(Stored items)
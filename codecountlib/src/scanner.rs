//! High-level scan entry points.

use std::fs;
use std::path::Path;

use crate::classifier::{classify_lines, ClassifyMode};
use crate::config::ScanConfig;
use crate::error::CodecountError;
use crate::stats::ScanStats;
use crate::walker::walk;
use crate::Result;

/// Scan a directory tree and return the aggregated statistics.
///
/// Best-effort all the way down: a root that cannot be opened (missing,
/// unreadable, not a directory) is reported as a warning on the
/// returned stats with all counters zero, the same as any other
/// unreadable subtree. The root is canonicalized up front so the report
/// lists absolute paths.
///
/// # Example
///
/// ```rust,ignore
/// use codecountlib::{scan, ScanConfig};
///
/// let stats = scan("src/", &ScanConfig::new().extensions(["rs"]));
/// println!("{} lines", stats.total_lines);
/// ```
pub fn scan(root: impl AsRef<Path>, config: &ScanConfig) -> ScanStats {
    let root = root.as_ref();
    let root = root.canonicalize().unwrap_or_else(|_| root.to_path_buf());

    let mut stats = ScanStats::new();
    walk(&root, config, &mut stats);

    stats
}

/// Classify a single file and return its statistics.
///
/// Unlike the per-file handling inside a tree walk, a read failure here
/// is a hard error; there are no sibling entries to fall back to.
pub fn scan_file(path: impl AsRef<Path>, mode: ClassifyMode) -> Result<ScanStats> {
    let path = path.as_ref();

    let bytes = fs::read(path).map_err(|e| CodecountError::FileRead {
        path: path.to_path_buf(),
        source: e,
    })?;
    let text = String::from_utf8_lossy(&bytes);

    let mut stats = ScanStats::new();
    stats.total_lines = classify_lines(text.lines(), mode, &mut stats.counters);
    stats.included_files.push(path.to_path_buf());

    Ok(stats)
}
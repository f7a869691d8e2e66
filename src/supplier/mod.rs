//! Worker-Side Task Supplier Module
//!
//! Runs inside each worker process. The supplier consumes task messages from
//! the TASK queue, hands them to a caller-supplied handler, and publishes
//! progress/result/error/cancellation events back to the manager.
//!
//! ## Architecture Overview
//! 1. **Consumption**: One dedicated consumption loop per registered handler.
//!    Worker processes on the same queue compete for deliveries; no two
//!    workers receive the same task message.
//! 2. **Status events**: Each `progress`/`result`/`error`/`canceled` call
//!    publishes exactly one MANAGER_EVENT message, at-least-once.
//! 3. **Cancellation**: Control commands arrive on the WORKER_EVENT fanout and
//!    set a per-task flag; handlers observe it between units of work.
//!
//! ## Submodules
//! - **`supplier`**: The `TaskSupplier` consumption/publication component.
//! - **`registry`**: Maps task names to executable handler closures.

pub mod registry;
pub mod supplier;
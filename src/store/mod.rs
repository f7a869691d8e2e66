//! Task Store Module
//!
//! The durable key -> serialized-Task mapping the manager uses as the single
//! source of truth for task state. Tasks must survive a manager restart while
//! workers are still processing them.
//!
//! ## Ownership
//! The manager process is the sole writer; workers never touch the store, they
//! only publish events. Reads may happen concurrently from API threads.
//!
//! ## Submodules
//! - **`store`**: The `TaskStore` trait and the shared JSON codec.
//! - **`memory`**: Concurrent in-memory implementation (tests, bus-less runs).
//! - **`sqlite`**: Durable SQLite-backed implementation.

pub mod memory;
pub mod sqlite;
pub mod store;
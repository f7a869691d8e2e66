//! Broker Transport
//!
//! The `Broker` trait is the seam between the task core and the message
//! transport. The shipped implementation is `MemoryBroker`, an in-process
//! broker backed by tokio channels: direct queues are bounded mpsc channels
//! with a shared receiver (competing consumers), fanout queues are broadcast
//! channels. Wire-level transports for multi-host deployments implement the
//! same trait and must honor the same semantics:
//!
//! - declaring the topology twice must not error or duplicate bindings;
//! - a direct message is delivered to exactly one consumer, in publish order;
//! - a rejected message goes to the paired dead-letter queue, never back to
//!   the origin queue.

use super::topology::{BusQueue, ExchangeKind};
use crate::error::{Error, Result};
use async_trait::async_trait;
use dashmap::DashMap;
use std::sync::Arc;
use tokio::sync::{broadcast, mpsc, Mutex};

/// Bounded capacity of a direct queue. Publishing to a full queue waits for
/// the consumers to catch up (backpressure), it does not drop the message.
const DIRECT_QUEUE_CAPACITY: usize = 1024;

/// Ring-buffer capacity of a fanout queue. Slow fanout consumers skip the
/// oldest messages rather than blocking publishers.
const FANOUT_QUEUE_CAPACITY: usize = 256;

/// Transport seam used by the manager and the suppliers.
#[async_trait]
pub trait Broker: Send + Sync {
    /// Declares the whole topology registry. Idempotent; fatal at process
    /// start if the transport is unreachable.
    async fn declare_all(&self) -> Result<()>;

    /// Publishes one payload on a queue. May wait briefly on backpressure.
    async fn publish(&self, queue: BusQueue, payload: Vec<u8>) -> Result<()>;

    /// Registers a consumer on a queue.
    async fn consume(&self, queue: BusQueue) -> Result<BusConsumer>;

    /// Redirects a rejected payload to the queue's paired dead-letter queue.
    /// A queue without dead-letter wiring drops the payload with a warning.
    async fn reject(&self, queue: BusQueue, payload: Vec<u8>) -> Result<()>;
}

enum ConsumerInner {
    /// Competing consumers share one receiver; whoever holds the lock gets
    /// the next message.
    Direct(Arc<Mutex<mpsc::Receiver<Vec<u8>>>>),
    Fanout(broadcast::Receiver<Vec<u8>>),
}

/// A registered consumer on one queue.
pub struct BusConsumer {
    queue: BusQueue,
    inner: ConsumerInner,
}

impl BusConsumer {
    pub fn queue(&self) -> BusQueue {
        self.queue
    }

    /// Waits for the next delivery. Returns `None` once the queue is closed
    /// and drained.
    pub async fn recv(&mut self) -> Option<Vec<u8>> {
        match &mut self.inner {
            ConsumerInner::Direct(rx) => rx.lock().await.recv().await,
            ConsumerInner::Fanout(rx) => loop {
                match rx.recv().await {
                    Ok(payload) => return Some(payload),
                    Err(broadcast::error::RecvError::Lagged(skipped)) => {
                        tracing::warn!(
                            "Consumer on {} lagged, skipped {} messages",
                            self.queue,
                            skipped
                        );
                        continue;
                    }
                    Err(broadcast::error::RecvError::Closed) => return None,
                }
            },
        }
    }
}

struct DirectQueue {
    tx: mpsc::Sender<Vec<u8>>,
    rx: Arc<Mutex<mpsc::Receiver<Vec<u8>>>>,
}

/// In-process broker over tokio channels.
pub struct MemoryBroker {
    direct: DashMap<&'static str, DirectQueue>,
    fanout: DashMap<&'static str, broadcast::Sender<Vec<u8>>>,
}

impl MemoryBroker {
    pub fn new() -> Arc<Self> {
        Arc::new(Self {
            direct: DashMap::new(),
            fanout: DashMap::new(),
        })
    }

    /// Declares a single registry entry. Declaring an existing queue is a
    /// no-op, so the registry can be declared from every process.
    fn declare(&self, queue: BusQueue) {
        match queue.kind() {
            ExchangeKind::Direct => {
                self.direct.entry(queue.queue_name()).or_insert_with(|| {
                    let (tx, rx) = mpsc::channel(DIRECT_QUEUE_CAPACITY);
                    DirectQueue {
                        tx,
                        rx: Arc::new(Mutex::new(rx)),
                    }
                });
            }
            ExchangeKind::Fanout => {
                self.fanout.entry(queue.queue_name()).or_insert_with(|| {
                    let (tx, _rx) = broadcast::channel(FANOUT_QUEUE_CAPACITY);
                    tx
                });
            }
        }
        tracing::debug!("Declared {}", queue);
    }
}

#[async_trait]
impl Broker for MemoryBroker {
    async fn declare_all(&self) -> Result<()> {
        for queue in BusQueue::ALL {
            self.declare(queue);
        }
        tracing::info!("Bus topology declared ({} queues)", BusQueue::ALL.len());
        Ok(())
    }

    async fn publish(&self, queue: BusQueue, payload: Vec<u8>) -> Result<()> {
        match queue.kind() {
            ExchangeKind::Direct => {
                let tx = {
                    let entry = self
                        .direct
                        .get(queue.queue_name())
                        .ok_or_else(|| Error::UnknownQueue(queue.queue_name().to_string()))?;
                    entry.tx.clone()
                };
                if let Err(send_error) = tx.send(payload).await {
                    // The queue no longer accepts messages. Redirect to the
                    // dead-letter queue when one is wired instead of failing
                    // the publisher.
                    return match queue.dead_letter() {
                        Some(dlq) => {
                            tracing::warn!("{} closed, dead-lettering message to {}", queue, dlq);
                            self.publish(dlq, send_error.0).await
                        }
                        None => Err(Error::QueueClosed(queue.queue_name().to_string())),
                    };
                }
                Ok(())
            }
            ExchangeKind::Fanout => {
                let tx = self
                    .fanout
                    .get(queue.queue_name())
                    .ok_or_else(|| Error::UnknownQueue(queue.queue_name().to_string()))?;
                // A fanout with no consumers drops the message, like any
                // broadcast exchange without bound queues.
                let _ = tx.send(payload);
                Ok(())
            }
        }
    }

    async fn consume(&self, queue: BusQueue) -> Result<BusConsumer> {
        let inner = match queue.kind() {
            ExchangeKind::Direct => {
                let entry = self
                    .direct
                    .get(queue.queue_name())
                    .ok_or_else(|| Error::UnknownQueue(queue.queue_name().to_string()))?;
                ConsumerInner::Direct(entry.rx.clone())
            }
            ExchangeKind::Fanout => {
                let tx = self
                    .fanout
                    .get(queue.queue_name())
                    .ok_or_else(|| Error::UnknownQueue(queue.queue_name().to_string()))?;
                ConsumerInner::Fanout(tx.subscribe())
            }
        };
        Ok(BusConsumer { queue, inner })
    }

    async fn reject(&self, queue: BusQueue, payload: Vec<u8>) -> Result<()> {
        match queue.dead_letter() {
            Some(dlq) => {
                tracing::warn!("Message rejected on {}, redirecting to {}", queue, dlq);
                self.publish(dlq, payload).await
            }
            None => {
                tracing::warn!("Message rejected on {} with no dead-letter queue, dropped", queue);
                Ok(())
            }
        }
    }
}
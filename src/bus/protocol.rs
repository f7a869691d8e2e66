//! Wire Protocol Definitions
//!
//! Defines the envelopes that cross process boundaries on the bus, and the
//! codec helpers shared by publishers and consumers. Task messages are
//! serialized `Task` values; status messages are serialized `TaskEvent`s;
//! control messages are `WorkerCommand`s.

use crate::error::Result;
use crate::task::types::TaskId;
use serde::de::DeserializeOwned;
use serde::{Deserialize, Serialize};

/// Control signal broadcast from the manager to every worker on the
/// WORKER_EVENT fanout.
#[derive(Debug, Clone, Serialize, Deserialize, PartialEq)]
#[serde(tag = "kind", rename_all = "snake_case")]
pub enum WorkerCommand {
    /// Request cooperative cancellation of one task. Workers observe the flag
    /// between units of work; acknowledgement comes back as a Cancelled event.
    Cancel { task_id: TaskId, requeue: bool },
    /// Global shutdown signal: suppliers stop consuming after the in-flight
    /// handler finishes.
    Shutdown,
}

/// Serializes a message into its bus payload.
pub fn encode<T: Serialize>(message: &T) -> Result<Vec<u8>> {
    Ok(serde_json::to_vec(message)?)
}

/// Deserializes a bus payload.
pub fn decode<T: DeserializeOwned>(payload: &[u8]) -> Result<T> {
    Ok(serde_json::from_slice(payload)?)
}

==

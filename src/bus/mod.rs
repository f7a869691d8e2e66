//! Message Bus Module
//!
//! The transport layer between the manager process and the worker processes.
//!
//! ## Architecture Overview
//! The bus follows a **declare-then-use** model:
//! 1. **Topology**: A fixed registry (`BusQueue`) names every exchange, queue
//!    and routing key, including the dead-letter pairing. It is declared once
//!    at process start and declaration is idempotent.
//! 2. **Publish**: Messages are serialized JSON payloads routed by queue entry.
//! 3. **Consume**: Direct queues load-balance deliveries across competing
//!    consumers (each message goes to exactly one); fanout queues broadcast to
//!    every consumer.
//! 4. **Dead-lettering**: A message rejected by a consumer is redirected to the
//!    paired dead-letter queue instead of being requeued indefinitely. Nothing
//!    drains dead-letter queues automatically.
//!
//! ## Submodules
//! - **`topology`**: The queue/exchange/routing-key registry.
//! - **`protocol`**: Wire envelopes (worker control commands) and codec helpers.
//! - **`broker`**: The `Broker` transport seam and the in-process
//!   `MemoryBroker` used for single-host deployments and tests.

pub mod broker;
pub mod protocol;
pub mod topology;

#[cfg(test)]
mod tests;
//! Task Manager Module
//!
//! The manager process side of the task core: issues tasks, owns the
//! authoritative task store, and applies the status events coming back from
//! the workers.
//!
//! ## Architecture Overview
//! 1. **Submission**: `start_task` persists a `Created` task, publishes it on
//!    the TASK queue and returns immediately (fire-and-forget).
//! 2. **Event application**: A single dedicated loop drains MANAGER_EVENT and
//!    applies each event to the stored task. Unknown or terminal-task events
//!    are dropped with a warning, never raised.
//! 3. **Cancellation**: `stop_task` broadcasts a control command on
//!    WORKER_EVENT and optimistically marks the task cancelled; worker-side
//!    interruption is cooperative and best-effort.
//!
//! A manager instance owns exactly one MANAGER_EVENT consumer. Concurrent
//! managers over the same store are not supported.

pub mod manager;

• WHAT YOU ARE ASKED TO DO:
Both end lines included, restate word for word the lines above from the line with "dead-letter queues automatically." to the line with "control command on", and nothing else.

• SOLUTION TO THE EXERCISE:
//!    drains dead-letter queues automatically.
//!
//! ## Submodules
//! - **`topology`**: The queue/exchange/routing-key registry.
//! - **`protocol`**: Wire envelopes (worker control commands) and codec helpers.
//! - **`broker`**: The `Broker` transport seam and the in-process
//!   `MemoryBroker` used for single-host deployments and tests.

pub mod broker;
pub mod protocol;
pub mod topology;

#[cfg(test)]
mod tests;
//! Task Manager Module
//!
//! The manager process side of the task core: issues tasks, owns the
//! authoritative task store, and applies the status events coming back from
//! the workers.
//!
//! ## Architecture Overview
//! 1. **Submission**: `start_task` persists a `Created` task, publishes it on
//!    the TASK queue and returns immediately (fire-and-forget).
//! 2. **Event application**: A single dedicated loop drains MANAGER_EVENT and
//!    applies each event to the stored task. Unknown or terminal-task events
//!    are dropped with a warning, never raised.
//! 3. **Cancellation**: `stop_task` broadcasts a control command on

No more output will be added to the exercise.